Page de garde de L'Univers de Jules Janin

La ville de Pise vers 1840

 

Pise vers 1840 - gravure reproduite et restaurée numériquement par © Norbert Pousseur
Pise le long de l'Arno, gravure non signée

 

Texte et gravure
extraits de l'ouvrage "L'Univers - collection des vues les plus pittoresques du globe" de Jules Janin - édition ~1840

Et maintenant nous sommes arrivés d’un saut dans une autre république qui a joué un rôle important, son rôle d'une heure, parmi les républiques italiennes : Pise, qui tient à l'honneur d’avoir été fondée par les Grecs, même aujourd’hui a gardé je ne sais quel parfum athénien ; elle soutient encore, et elle soutiendra jusqu’à la fin du monde, qu’elle n’a pas été vaincue par Rome, mais bien qu’elle s’est donnée à Rome librement. Le nom des Pisans est inscrit avec honneur dans l'énéide, cette admirable généalogie romaine. Autrefois Pise avait un port célèbre; d’abord la mer s’est éloignée du port, et plus tard , pour comble de misères, sont venus les barbares ; car ceci est la même histoire pour toutes les villes de l’Italie; à l’instant même de leur plus grande prospérité, vous voyez fondre sur ces cités épouvantées tous ces terribles missionnaires de la barbarie, Alaric, Attila, Genseric, Odoacre, le blasphème et la ruine, le feu et le fer; après quoi tout disparait dans les mêmes ténèbres, les villes, les hommes, les lois, les mœurs; jusqu’à ce qu’enfin dans cette nuit profonde du moyen âge se glissent les premières clartés, les premières libertés de la renaissance. A ces lueurs bienfaisantes, vous voyez peu à peu les nations couchées dans la poudre renaître à l’espérance. De nouveau elles essaient leur force et leur pensée ; puis bientôt les villes anséatiques sortent de leurs ruines; les républiques se relèvent, les siècles interrompus recommencent . jusqu'au jour ou il arrive que toutes ces villes renaissantes soient assez fortes pour se dévorer lune l’autre : — histoire sans fin, également remplie de brigands et de héros.
Ne craignez pas que je veuille faire ici de l’histoire ; je ne veux que la deviner à ma manière, en traversant ces rues silencieuses, ces vallées désertes, tout ce pays couvert de tours démantelées, de créneaux brisés, de remparts détruits, de campagnes florissantes ; car, Dieu merci, la verdure est éternelle comme le soleil. L’homme peut renverser une ville, il ne saurait anéantir le lis de la vallée dont Salomon a célébré l’impérissable magnificence. Hommes sacrilèges, qui cherchez dans vos propres entrailles le secret de votre néant ou de votre grandeur, vous pouvez briser des marbres et des bronzes, mais vous ne sauriez tarir la moindre source cachée dans les bois. Vous pouvez jeter dans ces murs le silence de la mort, vous ne sauriez arrêter le chant de l’alouette matinale qui salue le lever du soleil ! Et d’ailleurs, comme nous le disions plus haut, rien ne s’efface tout à fait de ce monde ; les ruines sont presque immortelles ; ce sont les décombres sacrés des villes qui ne sont plus.
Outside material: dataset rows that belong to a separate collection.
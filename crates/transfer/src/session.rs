use std::collections::BTreeMap;
use std::sync::RwLock;

use chunkferry_protocol::{ChunkMeta, SessionState, SessionStatus};

/// Errors raised by session state transitions.
#[derive(Debug, Clone, PartialEq, Eq, thiserror::Error)]
pub enum SessionError {
    #[error("session {id} is {state:?}, not open")]
    NotOpen { id: String, state: SessionState },

    #[error("session {id}: declared {field} changed between chunks")]
    MetadataMismatch { id: String, field: &'static str },
}

/// Tracks one upload session on the receiving side (thread-safe).
///
/// State machine: `Open -> Assembling -> Completed | Aborted`. A session may
/// also be aborted straight from `Open`.
#[derive(Debug)]
pub struct UploadSession {
    inner: RwLock<SessionInner>,
}

#[derive(Debug)]
struct SessionInner {
    id: String,
    file_name: String,
    total_chunks: u32,
    total_size: u64,
    state: SessionState,
    /// Ordinal -> stored size. Re-sent ordinals overwrite, never double count.
    received: BTreeMap<u32, u64>,
}

impl UploadSession {
    /// Opens a session from the metadata of its first chunk.
    pub fn new(meta: &ChunkMeta) -> Self {
        Self {
            inner: RwLock::new(SessionInner {
                id: meta.session_id.clone(),
                file_name: meta.file_name.clone(),
                total_chunks: meta.total_chunks,
                total_size: meta.total_size,
                state: SessionState::Open,
                received: BTreeMap::new(),
            }),
        }
    }

    /// Checks that a later chunk declares the same transfer as the first one.
    pub fn check_metadata(&self, meta: &ChunkMeta) -> Result<(), SessionError> {
        let s = self.inner.read().unwrap();
        let field = if s.file_name != meta.file_name {
            "file name"
        } else if s.total_chunks != meta.total_chunks {
            "chunk count"
        } else if s.total_size != meta.total_size {
            "total size"
        } else {
            return Ok(());
        };
        Err(SessionError::MetadataMismatch {
            id: s.id.clone(),
            field,
        })
    }

    /// Fails unless the session still accepts chunks.
    pub fn ensure_open(&self) -> Result<(), SessionError> {
        let s = self.inner.read().unwrap();
        if s.state == SessionState::Open {
            Ok(())
        } else {
            Err(SessionError::NotOpen {
                id: s.id.clone(),
                state: s.state,
            })
        }
    }

    /// Records a persisted chunk.
    pub fn record_chunk(&self, ordinal: u32, size: u64) {
        let mut s = self.inner.write().unwrap();
        s.received.insert(ordinal, size);
    }

    /// Moves `Open -> Assembling`. Only one caller can win this transition.
    pub fn begin_assembly(&self) -> Result<(), SessionError> {
        let mut s = self.inner.write().unwrap();
        if s.state != SessionState::Open {
            return Err(SessionError::NotOpen {
                id: s.id.clone(),
                state: s.state,
            });
        }
        s.state = SessionState::Assembling;
        Ok(())
    }

    /// Marks the session as completed.
    pub fn complete(&self) {
        self.finish(SessionState::Completed);
    }

    /// Marks the session as aborted.
    pub fn abort(&self) {
        self.finish(SessionState::Aborted);
    }

    fn finish(&self, state: SessionState) {
        let mut s = self.inner.write().unwrap();
        s.state = state;
    }

    /// Returns a protocol-level summary.
    pub fn status(&self) -> SessionStatus {
        let s = self.inner.read().unwrap();
        SessionStatus {
            session_id: s.id.clone(),
            file_name: s.file_name.clone(),
            state: s.state,
            total_chunks: s.total_chunks,
            total_size: s.total_size,
            received_chunks: s.received.len() as u32,
            received_bytes: s.received.values().sum(),
        }
    }

    /// Returns the session ID.
    pub fn id(&self) -> String {
        let s = self.inner.read().unwrap();
        s.id.clone()
    }

    /// Returns the current state.
    pub fn state(&self) -> SessionState {
        let s = self.inner.read().unwrap();
        s.state
    }
}
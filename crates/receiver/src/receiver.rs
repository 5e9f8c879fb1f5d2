use std::sync::Arc;
use std::time::Duration;

use chunkferry_protocol::{ChunkMeta, ReceiverLimits, SessionStatus};
use chunkferry_storage::{StorageError, StorageGateway};
use chunkferry_transfer::validate_path_segment;

use crate::ReceiverError;
use crate::assembler::{AssembledArtifact, ChunkAssembler};
use crate::config::ReceiverConfig;
use crate::layout::StorageLayout;
use crate::registry::SessionRegistry;

/// One uploaded chunk: metadata plus payload.
#[derive(Debug, Clone)]
pub struct ChunkUpload {
    pub meta: ChunkMeta,
    pub payload: Vec<u8>,
}

/// Successful result of [`ChunkReceiver::receive_chunk`].
#[derive(Debug, Clone, PartialEq, Eq)]
pub enum ReceiveOutcome {
    /// The chunk was persisted; more are expected.
    Accepted { session_id: String, ordinal: u32 },
    /// The last chunk was persisted and the file assembled.
    Completed(AssembledArtifact),
}

/// Persists incoming chunks and triggers assembly on the last one.
pub struct ChunkReceiver {
    storage: Arc<dyn StorageGateway>,
    layout: StorageLayout,
    registry: SessionRegistry,
    assembler: ChunkAssembler,
    chunk_size: usize,
    save_retries: u32,
    save_retry_delay: Duration,
}

impl ChunkReceiver {
    pub fn new(config: &ReceiverConfig, storage: Arc<dyn StorageGateway>) -> Self {
        let layout = StorageLayout::new(&config.staging_area_name, &config.final_area_name);
        Self {
            assembler: ChunkAssembler::new(Arc::clone(&storage), layout.clone(), config.chunk_size),
            storage,
            layout,
            registry: SessionRegistry::new(config.retained_sessions, config.session_idle_timeout),
            chunk_size: config.chunk_size,
            save_retries: config.save_retries,
            save_retry_delay: config.save_retry_delay,
        }
    }

    /// Largest accepted payload per chunk.
    pub fn chunk_size(&self) -> usize {
        self.chunk_size
    }

    pub fn limits(&self) -> ReceiverLimits {
        ReceiverLimits {
            chunk_size: self.chunk_size,
        }
    }

    pub fn session_status(&self, session_id: &str) -> Option<SessionStatus> {
        self.registry.status(session_id)
    }

    /// Validates, persists and records one chunk.
    ///
    /// For the chunk flagged as last, assembly runs before this returns.
    pub async fn receive_chunk(&self, upload: ChunkUpload) -> Result<ReceiveOutcome, ReceiverError> {
        let ChunkUpload { meta, payload } = upload;
        self.validate(&meta, &payload)?;
        self.purge_idle_sessions().await;

        let session = self.registry.open_or_get(&meta)?;
        let key = self
            .layout
            .chunk_key(&meta.session_id, &meta.file_name, meta.ordinal);
        self.save_chunk(&meta.session_id, &key, &payload).await?;
        session.record_chunk(meta.ordinal, payload.len() as u64);
        tracing::debug!(
            session_id = %meta.session_id,
            ordinal = meta.ordinal,
            total_chunks = meta.total_chunks,
            size = payload.len(),
            "chunk stored"
        );

        if !meta.is_last {
            return Ok(ReceiveOutcome::Accepted {
                session_id: meta.session_id,
                ordinal: meta.ordinal,
            });
        }

        session.begin_assembly()?;
        let result = self
            .assembler
            .assemble(
                &meta.session_id,
                meta.total_chunks,
                &meta.file_name,
                meta.total_size,
            )
            .await;
        self.registry.finish(&session, result.is_ok());
        Ok(ReceiveOutcome::Completed(result?))
    }

    /// Aborts sessions idle past the timeout and drops their working areas.
    async fn purge_idle_sessions(&self) {
        for session_id in self.registry.sweep_idle() {
            let working = self.layout.working_area(&session_id);
            if let Err(e) = self.storage.delete_dir_all(&working).await {
                tracing::warn!(%session_id, error = %e, "failed to purge idle working area");
            }
        }
    }

    fn validate(&self, meta: &ChunkMeta, payload: &[u8]) -> Result<(), ReceiverError> {
        validate_path_segment("session id", &meta.session_id)?;
        validate_path_segment("file name", &meta.file_name)?;

        if payload.is_empty() {
            return Err(ReceiverError::Validation("empty chunk payload".into()));
        }
        if payload.len() > self.chunk_size {
            return Err(ReceiverError::Validation(format!(
                "chunk of {} bytes exceeds limit of {}",
                payload.len(),
                self.chunk_size
            )));
        }
        if meta.total_chunks == 0 {
            return Err(ReceiverError::Validation("totalChunks must be at least 1".into()));
        }
        if meta.ordinal == 0 || meta.ordinal > meta.total_chunks {
            return Err(ReceiverError::Validation(format!(
                "ordinal {} outside 1..={}",
                meta.ordinal, meta.total_chunks
            )));
        }
        if meta.is_last != (meta.ordinal == meta.total_chunks) {
            return Err(ReceiverError::Validation(format!(
                "isDone={} does not match ordinal {} of {}",
                meta.is_last, meta.ordinal, meta.total_chunks
            )));
        }
        Ok(())
    }

    /// Writes a chunk, retrying with a fixed delay. After the last failed
    /// attempt the key is removed so no partial chunk remains.
    async fn save_chunk(&self, session_id: &str, key: &str, payload: &[u8]) -> Result<(), ReceiverError> {
        let attempts = self.save_retries.saturating_add(1);
        let working = self.layout.working_area(session_id);
        let mut attempt = 0;

        loop {
            attempt += 1;
            let err = match self.try_save(&working, key, payload).await {
                Ok(()) => return Ok(()),
                Err(e) => e,
            };

            if attempt < attempts {
                tracing::warn!(
                    key,
                    attempt,
                    max_attempts = attempts,
                    error = %err,
                    "chunk save failed, retrying in {:?}",
                    self.save_retry_delay
                );
                tokio::time::sleep(self.save_retry_delay).await;
                continue;
            }

            tracing::error!(key, attempts, error = %err, "chunk save failed, giving up");
            if let Err(cleanup) = self.storage.delete(key).await {
                tracing::warn!(key, error = %cleanup, "failed to remove chunk after save failure");
            }
            return Err(ReceiverError::Save {
                key: key.to_string(),
                attempts,
                source: err,
            });
        }
    }

    async fn try_save(&self, working: &str, key: &str, payload: &[u8]) -> Result<(), StorageError> {
        self.storage.create_dir_all(working).await?;
        self.storage.put(key, payload).await
    }
}
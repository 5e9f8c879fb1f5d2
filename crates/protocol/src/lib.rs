pub mod constants;
pub mod serde_millis;
pub mod types;

// Re-export primary types for convenience.
pub use constants::{DEFAULT_CHUNK_SIZE, STAGING_AREA_NAME};
pub use types::{
    ChunkMeta, ChunkNameError, ReceiverLimits, SessionState, SessionStatus, chunk_file_name,
    parse_chunk_file_name,
};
Pise, cependant, n’est pas une ruine, c’est quelque chose entre la ville qui est morte et la ville qui va mourir. Pise est restée une ville du moyen âge et de la renaissance; elle n’a pas fait un pas ni en avant ni en arrière. Le bruit et le mouvement l'ont abandonnée comme a fait la mer qu’on entend gronder au loin, sans que jamais la mer veuille se rapprocher de ces murailles abandonnées. Donc il la faut contempler telle qu’elle est, étendue dans son cercueil de marbre, et belle encore dans sa mort, cette ville guerrière et commerçante, qui a été la rivale de Venise, la maîtresse de Carthage; qui a possédé, au temps des croisades, son royaume sur la terre d’Afrique. Heureuse encore d’être protégée aujourd’hui par les oeuvres de quelques grands artistes dont elle est la mère et dont elle fut la nourrice; car si elle n’avait plus pour elle que ses quais sur l'Arno, ses hautes murailles, ses tours démantelées et le bruit évanoui qu’elle a fait dans l’histoire, Pise ne serait plus qu’un vain nom perdu dans l’espace, un bruit lointain et sans écho.
Heureusement, de toutes ses gloires passées, de tous les édifices qu’elle éleva, de toutes les villes qu’elle a renversées, de toutes ses conquêtes, de toutes ses ruines , il reste à Pise trois chefs-d’œuvre impérissables, le dôme, la tour penchée et le Campo-Santo : avec de pareils débris une ville, même une ruine , ne peut pas mourir.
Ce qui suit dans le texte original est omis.